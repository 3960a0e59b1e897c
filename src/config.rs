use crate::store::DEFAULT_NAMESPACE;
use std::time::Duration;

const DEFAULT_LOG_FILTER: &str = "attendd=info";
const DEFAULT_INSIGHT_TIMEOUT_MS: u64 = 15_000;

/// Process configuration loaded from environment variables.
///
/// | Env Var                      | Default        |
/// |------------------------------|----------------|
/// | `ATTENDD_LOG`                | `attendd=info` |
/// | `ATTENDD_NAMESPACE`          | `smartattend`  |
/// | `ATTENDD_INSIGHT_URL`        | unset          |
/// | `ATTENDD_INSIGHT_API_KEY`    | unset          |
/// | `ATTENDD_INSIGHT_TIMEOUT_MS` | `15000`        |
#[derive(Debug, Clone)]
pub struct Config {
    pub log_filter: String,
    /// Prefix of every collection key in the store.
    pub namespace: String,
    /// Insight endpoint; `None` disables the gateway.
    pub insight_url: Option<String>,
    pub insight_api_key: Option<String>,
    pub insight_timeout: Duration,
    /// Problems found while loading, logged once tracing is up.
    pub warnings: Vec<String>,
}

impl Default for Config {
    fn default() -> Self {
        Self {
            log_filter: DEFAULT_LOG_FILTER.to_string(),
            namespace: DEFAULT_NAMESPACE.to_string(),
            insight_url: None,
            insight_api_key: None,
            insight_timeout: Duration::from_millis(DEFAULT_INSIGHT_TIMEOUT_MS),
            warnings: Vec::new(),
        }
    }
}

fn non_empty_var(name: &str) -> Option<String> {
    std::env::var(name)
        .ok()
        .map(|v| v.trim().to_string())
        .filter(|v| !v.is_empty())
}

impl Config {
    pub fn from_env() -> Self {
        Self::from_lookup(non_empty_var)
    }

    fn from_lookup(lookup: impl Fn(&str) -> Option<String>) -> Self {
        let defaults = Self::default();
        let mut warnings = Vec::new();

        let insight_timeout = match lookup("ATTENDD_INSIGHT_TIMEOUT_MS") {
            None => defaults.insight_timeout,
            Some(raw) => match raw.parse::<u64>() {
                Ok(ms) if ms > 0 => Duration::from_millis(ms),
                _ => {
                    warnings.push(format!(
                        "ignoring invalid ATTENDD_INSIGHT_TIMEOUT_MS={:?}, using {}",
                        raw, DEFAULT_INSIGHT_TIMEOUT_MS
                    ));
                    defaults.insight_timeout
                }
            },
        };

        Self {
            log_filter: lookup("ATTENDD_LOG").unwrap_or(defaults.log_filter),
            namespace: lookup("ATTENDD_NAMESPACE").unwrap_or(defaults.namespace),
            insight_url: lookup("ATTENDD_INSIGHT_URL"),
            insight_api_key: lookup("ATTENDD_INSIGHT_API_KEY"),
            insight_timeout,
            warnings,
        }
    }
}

* * *

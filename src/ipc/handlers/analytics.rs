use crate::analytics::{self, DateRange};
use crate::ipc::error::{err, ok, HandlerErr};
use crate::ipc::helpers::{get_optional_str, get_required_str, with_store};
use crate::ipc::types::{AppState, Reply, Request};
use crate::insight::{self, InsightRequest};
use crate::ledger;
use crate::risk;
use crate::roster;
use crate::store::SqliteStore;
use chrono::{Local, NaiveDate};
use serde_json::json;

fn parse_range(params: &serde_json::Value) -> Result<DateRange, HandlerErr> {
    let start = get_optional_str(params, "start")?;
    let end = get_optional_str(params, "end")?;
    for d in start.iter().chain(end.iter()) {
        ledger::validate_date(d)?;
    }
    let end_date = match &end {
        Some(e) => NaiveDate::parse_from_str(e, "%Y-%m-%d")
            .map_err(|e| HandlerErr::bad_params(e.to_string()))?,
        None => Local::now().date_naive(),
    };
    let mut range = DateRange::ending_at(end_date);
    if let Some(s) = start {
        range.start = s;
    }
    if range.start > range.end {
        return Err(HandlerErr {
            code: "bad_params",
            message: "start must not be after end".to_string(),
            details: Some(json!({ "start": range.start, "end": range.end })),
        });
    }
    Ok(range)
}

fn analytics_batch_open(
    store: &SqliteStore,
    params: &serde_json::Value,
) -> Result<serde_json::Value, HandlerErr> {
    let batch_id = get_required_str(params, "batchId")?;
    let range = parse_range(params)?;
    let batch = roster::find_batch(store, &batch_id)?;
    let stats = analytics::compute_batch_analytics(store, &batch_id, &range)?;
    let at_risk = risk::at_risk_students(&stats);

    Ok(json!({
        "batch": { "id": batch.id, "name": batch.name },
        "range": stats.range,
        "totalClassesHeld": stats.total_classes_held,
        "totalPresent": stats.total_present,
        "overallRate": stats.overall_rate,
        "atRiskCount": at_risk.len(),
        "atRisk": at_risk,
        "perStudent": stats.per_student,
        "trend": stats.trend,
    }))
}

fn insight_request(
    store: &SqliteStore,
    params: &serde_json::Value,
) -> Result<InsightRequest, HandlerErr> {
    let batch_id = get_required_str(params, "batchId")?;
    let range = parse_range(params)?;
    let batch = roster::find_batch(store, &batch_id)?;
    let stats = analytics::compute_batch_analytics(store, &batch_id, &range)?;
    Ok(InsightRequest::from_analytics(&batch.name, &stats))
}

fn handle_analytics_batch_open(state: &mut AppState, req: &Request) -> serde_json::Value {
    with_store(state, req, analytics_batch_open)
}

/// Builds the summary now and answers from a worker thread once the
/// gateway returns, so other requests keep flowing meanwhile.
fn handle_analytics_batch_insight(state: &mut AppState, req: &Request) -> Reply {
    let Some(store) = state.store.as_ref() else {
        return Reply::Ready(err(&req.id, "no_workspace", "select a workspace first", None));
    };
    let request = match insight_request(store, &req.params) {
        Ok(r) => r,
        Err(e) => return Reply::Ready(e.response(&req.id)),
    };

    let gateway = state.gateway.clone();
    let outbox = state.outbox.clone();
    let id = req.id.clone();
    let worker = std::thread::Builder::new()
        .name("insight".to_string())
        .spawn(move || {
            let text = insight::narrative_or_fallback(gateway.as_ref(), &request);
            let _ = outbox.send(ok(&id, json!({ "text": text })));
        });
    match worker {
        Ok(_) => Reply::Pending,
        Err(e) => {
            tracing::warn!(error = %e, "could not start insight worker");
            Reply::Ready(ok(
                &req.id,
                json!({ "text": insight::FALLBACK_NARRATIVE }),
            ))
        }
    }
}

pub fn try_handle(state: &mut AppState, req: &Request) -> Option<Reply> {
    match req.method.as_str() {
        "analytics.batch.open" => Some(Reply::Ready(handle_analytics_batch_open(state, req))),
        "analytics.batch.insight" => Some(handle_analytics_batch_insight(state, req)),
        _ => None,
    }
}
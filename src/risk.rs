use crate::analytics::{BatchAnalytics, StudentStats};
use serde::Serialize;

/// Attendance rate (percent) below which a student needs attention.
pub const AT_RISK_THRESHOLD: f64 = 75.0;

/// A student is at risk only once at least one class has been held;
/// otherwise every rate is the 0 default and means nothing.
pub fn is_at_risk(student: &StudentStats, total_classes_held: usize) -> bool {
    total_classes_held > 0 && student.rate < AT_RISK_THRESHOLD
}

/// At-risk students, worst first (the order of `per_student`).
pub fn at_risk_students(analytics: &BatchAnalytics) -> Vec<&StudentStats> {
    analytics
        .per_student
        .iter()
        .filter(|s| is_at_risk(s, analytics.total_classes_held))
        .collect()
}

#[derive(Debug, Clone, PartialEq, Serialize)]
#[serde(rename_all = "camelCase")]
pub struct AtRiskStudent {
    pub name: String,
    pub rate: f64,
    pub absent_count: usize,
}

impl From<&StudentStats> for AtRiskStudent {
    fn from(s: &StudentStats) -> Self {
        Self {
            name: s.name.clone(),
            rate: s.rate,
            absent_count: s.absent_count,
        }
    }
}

- **Task statement**
Scan the material above for the string "struct", and copy every line where it is found.

- **Task solution**
pub struct Config {
pub struct AtRiskStudent {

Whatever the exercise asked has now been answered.